After locating the line that contains "calls, try/raise and" in the data below, set down exactly that line and each one after it through the line that contains "constants in K", and nothing more.

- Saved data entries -
----
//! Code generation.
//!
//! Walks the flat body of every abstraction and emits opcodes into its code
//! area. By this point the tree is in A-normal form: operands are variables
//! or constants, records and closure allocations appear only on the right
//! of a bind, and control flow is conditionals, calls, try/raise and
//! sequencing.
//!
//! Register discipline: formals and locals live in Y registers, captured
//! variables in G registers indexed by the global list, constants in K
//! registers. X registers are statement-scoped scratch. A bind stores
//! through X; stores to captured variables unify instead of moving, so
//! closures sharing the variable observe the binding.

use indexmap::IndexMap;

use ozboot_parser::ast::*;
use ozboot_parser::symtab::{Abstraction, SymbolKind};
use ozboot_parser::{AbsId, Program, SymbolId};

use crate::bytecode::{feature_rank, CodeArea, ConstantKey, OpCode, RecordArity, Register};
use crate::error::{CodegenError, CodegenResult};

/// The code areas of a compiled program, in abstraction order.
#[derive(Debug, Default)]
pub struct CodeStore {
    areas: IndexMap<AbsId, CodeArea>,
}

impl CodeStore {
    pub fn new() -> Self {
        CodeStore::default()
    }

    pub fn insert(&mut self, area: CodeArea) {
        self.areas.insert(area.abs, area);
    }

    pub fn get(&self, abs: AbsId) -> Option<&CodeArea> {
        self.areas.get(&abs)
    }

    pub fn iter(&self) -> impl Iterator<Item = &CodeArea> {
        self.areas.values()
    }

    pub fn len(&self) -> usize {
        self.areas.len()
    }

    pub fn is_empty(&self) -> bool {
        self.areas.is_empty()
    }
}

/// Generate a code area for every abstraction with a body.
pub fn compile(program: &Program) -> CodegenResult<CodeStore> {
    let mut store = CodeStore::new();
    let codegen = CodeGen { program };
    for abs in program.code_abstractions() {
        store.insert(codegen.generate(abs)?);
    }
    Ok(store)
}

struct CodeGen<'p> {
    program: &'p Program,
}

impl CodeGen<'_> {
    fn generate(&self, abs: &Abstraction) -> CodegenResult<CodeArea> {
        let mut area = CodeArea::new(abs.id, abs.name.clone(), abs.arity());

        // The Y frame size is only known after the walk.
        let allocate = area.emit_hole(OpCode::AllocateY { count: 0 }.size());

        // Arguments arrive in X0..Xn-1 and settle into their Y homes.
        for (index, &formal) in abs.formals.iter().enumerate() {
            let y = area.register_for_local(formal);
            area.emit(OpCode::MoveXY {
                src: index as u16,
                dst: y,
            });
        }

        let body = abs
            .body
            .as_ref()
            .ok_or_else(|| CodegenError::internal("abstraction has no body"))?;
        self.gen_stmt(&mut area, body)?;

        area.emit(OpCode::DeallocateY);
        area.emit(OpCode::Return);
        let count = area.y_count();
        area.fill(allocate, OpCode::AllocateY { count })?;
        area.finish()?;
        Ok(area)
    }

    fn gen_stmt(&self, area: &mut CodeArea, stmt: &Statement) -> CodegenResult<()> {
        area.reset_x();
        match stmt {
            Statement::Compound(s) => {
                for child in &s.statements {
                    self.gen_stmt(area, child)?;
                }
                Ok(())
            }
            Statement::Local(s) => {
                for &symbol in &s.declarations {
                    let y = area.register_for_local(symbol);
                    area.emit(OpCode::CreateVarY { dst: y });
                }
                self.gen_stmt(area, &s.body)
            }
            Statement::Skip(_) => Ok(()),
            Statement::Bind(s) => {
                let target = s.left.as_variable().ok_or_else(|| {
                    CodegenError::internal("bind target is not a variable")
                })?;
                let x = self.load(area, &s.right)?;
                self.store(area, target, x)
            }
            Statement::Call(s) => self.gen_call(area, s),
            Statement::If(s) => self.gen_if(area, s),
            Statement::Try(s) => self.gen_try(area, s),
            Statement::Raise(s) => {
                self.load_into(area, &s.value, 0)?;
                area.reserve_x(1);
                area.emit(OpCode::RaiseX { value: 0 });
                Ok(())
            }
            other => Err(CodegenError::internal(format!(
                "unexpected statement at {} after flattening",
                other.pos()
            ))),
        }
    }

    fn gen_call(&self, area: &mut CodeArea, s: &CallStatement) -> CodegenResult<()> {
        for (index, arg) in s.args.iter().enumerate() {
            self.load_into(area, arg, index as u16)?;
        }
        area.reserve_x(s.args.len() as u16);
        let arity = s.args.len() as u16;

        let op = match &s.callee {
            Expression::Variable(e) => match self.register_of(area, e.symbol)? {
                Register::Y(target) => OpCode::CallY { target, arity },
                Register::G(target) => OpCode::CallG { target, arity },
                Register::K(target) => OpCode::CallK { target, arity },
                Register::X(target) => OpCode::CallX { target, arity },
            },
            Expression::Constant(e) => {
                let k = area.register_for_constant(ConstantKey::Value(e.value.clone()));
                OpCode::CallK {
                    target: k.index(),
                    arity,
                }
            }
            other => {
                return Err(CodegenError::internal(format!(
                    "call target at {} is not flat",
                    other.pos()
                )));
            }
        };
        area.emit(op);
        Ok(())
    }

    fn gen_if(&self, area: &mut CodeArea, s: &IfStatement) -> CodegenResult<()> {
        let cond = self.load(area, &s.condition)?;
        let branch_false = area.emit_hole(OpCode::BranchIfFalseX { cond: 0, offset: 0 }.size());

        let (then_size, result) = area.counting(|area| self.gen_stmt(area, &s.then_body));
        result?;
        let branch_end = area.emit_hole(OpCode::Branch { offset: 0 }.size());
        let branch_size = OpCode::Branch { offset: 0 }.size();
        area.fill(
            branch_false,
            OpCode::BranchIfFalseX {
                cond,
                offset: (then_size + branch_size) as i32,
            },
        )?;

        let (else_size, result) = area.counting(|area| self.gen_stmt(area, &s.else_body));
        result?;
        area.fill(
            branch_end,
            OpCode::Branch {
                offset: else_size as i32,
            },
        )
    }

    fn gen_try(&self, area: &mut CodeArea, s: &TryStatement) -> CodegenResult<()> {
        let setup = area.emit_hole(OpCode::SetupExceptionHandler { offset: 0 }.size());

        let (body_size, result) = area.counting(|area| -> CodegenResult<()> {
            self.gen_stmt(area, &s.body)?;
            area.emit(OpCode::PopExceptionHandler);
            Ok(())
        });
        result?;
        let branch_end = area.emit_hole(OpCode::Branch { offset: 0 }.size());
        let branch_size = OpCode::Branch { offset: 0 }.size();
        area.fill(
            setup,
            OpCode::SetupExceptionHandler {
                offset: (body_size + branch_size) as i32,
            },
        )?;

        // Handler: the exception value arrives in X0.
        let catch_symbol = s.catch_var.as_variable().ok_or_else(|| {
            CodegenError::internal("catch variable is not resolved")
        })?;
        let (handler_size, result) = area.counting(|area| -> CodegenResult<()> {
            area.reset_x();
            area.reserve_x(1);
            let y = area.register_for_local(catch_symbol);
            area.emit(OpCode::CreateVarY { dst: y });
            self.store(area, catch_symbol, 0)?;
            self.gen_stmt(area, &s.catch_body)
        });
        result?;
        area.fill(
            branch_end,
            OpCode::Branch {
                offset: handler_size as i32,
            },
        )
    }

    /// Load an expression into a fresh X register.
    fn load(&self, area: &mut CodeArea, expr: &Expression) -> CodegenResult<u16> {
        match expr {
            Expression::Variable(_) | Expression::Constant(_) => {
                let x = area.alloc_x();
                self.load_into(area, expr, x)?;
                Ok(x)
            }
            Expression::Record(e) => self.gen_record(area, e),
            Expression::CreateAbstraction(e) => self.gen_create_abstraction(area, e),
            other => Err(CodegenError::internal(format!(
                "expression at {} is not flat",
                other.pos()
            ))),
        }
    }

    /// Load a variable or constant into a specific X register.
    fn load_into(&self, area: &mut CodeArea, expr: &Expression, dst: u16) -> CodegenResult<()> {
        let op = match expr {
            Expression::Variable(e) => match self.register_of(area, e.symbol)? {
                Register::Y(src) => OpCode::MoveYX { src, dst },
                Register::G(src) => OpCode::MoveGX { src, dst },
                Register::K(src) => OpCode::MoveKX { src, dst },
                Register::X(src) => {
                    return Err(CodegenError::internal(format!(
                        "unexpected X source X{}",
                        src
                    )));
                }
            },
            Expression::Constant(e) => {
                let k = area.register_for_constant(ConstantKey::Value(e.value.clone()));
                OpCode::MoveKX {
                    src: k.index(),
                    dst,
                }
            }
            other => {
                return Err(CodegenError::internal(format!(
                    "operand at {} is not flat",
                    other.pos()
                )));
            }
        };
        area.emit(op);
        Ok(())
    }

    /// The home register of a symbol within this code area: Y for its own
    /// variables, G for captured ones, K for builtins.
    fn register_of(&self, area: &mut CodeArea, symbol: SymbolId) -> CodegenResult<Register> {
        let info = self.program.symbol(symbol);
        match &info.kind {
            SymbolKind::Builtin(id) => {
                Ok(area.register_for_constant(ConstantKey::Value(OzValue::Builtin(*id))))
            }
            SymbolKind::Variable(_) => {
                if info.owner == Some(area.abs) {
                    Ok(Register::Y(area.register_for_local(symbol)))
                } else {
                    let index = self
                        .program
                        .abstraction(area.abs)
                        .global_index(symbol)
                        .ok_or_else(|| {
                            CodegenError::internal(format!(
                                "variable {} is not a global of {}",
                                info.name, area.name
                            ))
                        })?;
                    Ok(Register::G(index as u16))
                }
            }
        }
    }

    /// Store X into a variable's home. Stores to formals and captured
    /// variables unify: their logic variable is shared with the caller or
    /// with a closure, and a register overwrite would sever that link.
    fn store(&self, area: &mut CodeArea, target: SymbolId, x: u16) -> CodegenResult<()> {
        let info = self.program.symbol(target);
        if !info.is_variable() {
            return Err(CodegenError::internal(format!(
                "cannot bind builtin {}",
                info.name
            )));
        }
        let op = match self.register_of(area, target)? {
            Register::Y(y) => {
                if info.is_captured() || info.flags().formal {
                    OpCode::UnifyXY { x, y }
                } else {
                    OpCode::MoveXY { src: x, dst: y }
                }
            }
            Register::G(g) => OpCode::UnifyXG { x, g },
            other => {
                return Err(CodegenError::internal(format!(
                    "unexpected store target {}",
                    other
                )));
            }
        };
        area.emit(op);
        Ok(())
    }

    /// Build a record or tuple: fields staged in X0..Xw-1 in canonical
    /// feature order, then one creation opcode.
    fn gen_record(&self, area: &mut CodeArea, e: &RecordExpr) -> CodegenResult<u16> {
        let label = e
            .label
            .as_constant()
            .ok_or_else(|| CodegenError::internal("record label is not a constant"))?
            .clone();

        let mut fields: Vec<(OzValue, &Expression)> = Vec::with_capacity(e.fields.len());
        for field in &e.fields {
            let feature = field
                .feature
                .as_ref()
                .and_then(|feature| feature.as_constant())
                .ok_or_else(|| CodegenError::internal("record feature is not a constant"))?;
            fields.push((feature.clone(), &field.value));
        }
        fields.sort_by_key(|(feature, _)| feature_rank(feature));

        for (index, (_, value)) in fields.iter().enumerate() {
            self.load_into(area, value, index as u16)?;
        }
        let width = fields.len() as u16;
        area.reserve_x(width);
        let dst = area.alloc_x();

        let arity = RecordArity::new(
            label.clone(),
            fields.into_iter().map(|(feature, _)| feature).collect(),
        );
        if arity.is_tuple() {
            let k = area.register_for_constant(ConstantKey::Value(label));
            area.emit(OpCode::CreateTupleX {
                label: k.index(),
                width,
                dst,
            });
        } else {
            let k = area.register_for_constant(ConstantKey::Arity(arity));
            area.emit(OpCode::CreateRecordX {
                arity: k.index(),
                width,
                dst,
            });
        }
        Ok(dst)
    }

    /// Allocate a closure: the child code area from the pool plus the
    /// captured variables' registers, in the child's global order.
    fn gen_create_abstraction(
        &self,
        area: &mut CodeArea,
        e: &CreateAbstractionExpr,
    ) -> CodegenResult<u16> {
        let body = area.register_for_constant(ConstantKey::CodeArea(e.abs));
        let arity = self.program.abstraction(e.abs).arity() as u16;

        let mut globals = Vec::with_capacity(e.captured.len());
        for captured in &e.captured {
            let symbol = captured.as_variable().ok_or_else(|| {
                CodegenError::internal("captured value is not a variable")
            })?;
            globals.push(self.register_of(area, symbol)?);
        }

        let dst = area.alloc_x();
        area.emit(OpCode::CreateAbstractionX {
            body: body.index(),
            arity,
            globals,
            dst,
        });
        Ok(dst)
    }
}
----
- Written answer -
//! of a bind, and control flow is conditionals, calls, try/raise and
//! sequencing.
//!
//! Register discipline: formals and locals live in Y registers, captured
//! variables in G registers indexed by the global list, constants in K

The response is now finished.